Provided records:
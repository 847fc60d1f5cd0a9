//! ASCII plotting for terminal output.
//!
//! Fixed-size character grids, deterministic output (golden tests).
//!
//! Plot elements:
//! - observed stars: `o`
//! - model isochrone: `-` line
//! - trace plots: one glyph per walker

use crate::sampler::Chain;

const WALKER_GLYPHS: &[char] = &[
    '0', '1', '2', '3', '4', '5', '6', '7', '8', '9', 'a', 'b', 'c', 'd', 'e', 'f', 'g', 'h', 'i', 'j', 'k',
    'l', 'm', 'n', 'o', 'p', 'q', 'r', 's', 't', 'u', 'v', 'w', 'x', 'y', 'z',
];

/// Colour-magnitude diagram. Brighter (smaller) magnitudes are at the top.
pub fn render_cmd(stars: &[(f64, f64)], track: &[(f64, f64)], width: usize, height: usize) -> String {
    let width = width.max(10);
    let height = height.max(5);

    let all = || stars.iter().chain(track);
    let (x_min, x_max) = range(all().map(|p| p.0)).unwrap_or((0.0, 1.0));
    let (y_min, y_max) = range(all().map(|p| p.1)).unwrap_or((0.0, 1.0));
    let (y_min, y_max) = pad_range(y_min, y_max, 0.05);

    let mut grid = vec![vec![' '; width]; height];
    let to_cell = |(x, y): (f64, f64)| {
        (
            map_x(x, x_min, x_max, width),
            map_y_inverted(y, y_min, y_max, height),
        )
    };

    // Curve first so stars overlay it.
    draw_polyline(&mut grid, track.iter().copied().map(to_cell), '-');
    for &p in stars {
        let (x, y) = to_cell(p);
        grid[y][x] = 'o';
    }

    let mut out = format!(
        "CMD: colour=[{x_min:.3}, {x_max:.3}] | mag=[{y_min:.2}, {y_max:.2}] (bright at top)\n"
    );
    push_rows(&mut out, grid);
    out
}

/// Trace of one parameter: step on x, value on y, one glyph per walker.
pub fn render_trace(chain: &Chain, param: usize, width: usize, height: usize) -> String {
    let width = width.max(10);
    let height = height.max(5);
    let name = chain.param_names().get(param).cloned().unwrap_or_default();
    let steps = chain.n_steps();

    let traces: Vec<Vec<f64>> = if param < chain.ndim() {
        (0..chain.n_walkers()).map(|w| chain.walker_trace(w, param)).collect()
    } else {
        Vec::new()
    };
    let (v_min, v_max) = range(traces.iter().flatten().copied()).unwrap_or((0.0, 1.0));
    let (v_min, v_max) = pad_range(v_min, v_max, 0.05);

    let mut grid = vec![vec![' '; width]; height];
    let last_step = steps.saturating_sub(1).max(1) as f64;
    for (walker, trace) in traces.iter().enumerate() {
        let glyph = WALKER_GLYPHS[walker % WALKER_GLYPHS.len()];
        for (step, &v) in trace.iter().enumerate() {
            if !v.is_finite() {
                continue;
            }
            let x = map_x(step as f64, 0.0, last_step, width);
            let y = map_y(v, v_min, v_max, height);
            grid[y][x] = glyph;
        }
    }

    let mut out = format!(
        "Trace: {name} | steps={steps} | walkers={} | y=[{v_min:.3}, {v_max:.3}]\n",
        traces.len()
    );
    push_rows(&mut out, grid);
    out
}

fn push_rows(out: &mut String, grid: Vec<Vec<char>>) {
    for row in grid {
        out.push_str(&row.into_iter().collect::<String>());
        out.push('\n');
    }
}

fn range(values: impl Iterator<Item = f64>) -> Option<(f64, f64)> {
    let (lo, hi) = values
        .filter(|v| v.is_finite())
        .fold((f64::INFINITY, f64::NEG_INFINITY), |(lo, hi), v| (lo.min(v), hi.max(v)));
    if lo.is_finite() && hi.is_finite() && hi > lo {
        Some((lo, hi))
    } else if lo.is_finite() && hi.is_finite() {
        Some((lo - 0.5, hi + 0.5))
    } else {
        None
    }
}

fn pad_range(min: f64, max: f64, frac: f64) -> (f64, f64) {
    let span = (max - min).abs();
    let pad = (span * frac).max(1e-12);
    (min - pad, max + pad)
}

fn map_x(x: f64, x_min: f64, x_max: f64, width: usize) -> usize {
    let width = width.max(2);
    let u = ((x - x_min) / (x_max - x_min)).clamp(0.0, 1.0);
    (u * (width as f64 - 1.0)).round() as usize
}

fn map_y(y: f64, y_min: f64, y_max: f64, height: usize) -> usize {
    let height = height.max(2);
    let u = ((y - y_min) / (y_max - y_min)).clamp(0.0, 1.0);
    // y_max on row 0
    (height as f64 - 1.0 - (u * (height as f64 - 1.0))).round() as usize
}

fn map_y_inverted(y: f64, y_min: f64, y_max: f64, height: usize) -> usize {
    height.max(2) - 1 - map_y(y, y_min, y_max, height)
}

fn draw_polyline(grid: &mut [Vec<char>], cells: impl Iterator<Item = (usize, usize)>, ch: char) {
    let mut prev = None;
    for (x, y) in cells {
        match prev {
            Some((x0, y0)) => draw_line(grid, x0, y0, x, y, ch),
            None => grid[y][x] = ch,
        }
        prev = Some((x, y));
    }
}

/// Integer line drawing (Bresenham-ish).
fn draw_line(grid: &mut [Vec<char>], x0: usize, y0: usize, x1: usize, y1: usize, ch: char) {
    let mut x0 = x0 as isize;
    let mut y0 = y0 as isize;
    let x1 = x1 as isize;
    let y1 = y1 as isize;

    let dx = (x1 - x0).abs();
    let sx = if x0 < x1 { 1 } else { -1 };
    let dy = -(y1 - y0).abs();
    let sy = if y0 < y1 { 1 } else { -1 };
    let mut err = dx + dy;

    loop {
        if y0 >= 0
            && (y0 as usize) < grid.len()
            && x0 >= 0
            && (x0 as usize) < grid[0].len()
            && grid[y0 as usize][x0 as usize] == ' '
        {
            grid[y0 as usize][x0 as usize] = ch;
        }

        if x0 == x1 && y0 == y1 {
            break;
        }
        let e2 = 2 * err;
        if e2 >= dy {
            err += dy;
            x0 += sx;
        }
        if e2 <= dx {
            err += dx;
            y0 += sy;
        }
    }
}

#[cfg(test)]
mod tests {
    use super::*;
    use nalgebra::DMatrix;

    #[test]
    fn cmd_golden_snapshot_small() {
        let stars = [(0.0, 10.0), (1.0, 12.0)];
        let track = [(0.0, 10.0), (1.0, 12.0)];
        let txt = render_cmd(&stars, &track, 10, 5);
        let expected = concat!(
            "CMD: colour=[0.000, 1.000] | mag=[9.90, 12.10] (bright at top)\n",
            "o-        \n",
            "  --      \n",
            "    --    \n",
            "      --  \n",
            "        -o\n",
        );
        assert_eq!(txt, expected);
    }

    #[test]
    fn cmd_without_track_only_has_stars() {
        let txt = render_cmd(&[(0.0, 10.0), (1.0, 12.0)], &[], 10, 5);
        assert!(txt.lines().nth(1).unwrap().starts_with('o'));
        assert!(txt.lines().last().unwrap().ends_with('o'));
        assert!(!txt.contains('-'));
    }

    #[test]
    fn trace_uses_one_glyph_per_walker() {
        // Two walkers, three steps, one parameter. Walker 0 sits low, walker 1 high.
        let steps = (0..3)
            .map(|_| (DMatrix::from_row_slice(2, 1, &[0.0, 1.0]), vec![0.0, 0.0]))
            .collect();
        let chain = Chain::from_steps(vec!["feh".into()], steps);
        let txt = render_trace(&chain, 0, 12, 6);
        let lines: Vec<&str> = txt.lines().collect();
        assert_eq!(lines.len(), 7);
        assert!(lines[0].starts_with("Trace: feh | steps=3 | walkers=2"));
        assert!(lines[1].contains('1') && !lines[1].contains('0'));
        assert!(lines[6].contains('0') && !lines[6].contains('1'));
    }
}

What the task requires:
Copy exactly the lines from the top of the entries through the line with "const WALKER_GLYPHS: &[char]" in it, please, keeping both ends and adding nothing.

Task output:
repository 847fc60d1f5cd0a9
//! ASCII plotting for terminal output.
//!
//! Fixed-size character grids, deterministic output (golden tests).
//!
//! Plot elements:
//! - observed stars: `o`
//! - model isochrone: `-` line
//! - trace plots: one glyph per walker

use crate::sampler::Chain;

const WALKER_GLYPHS: &[char] = &[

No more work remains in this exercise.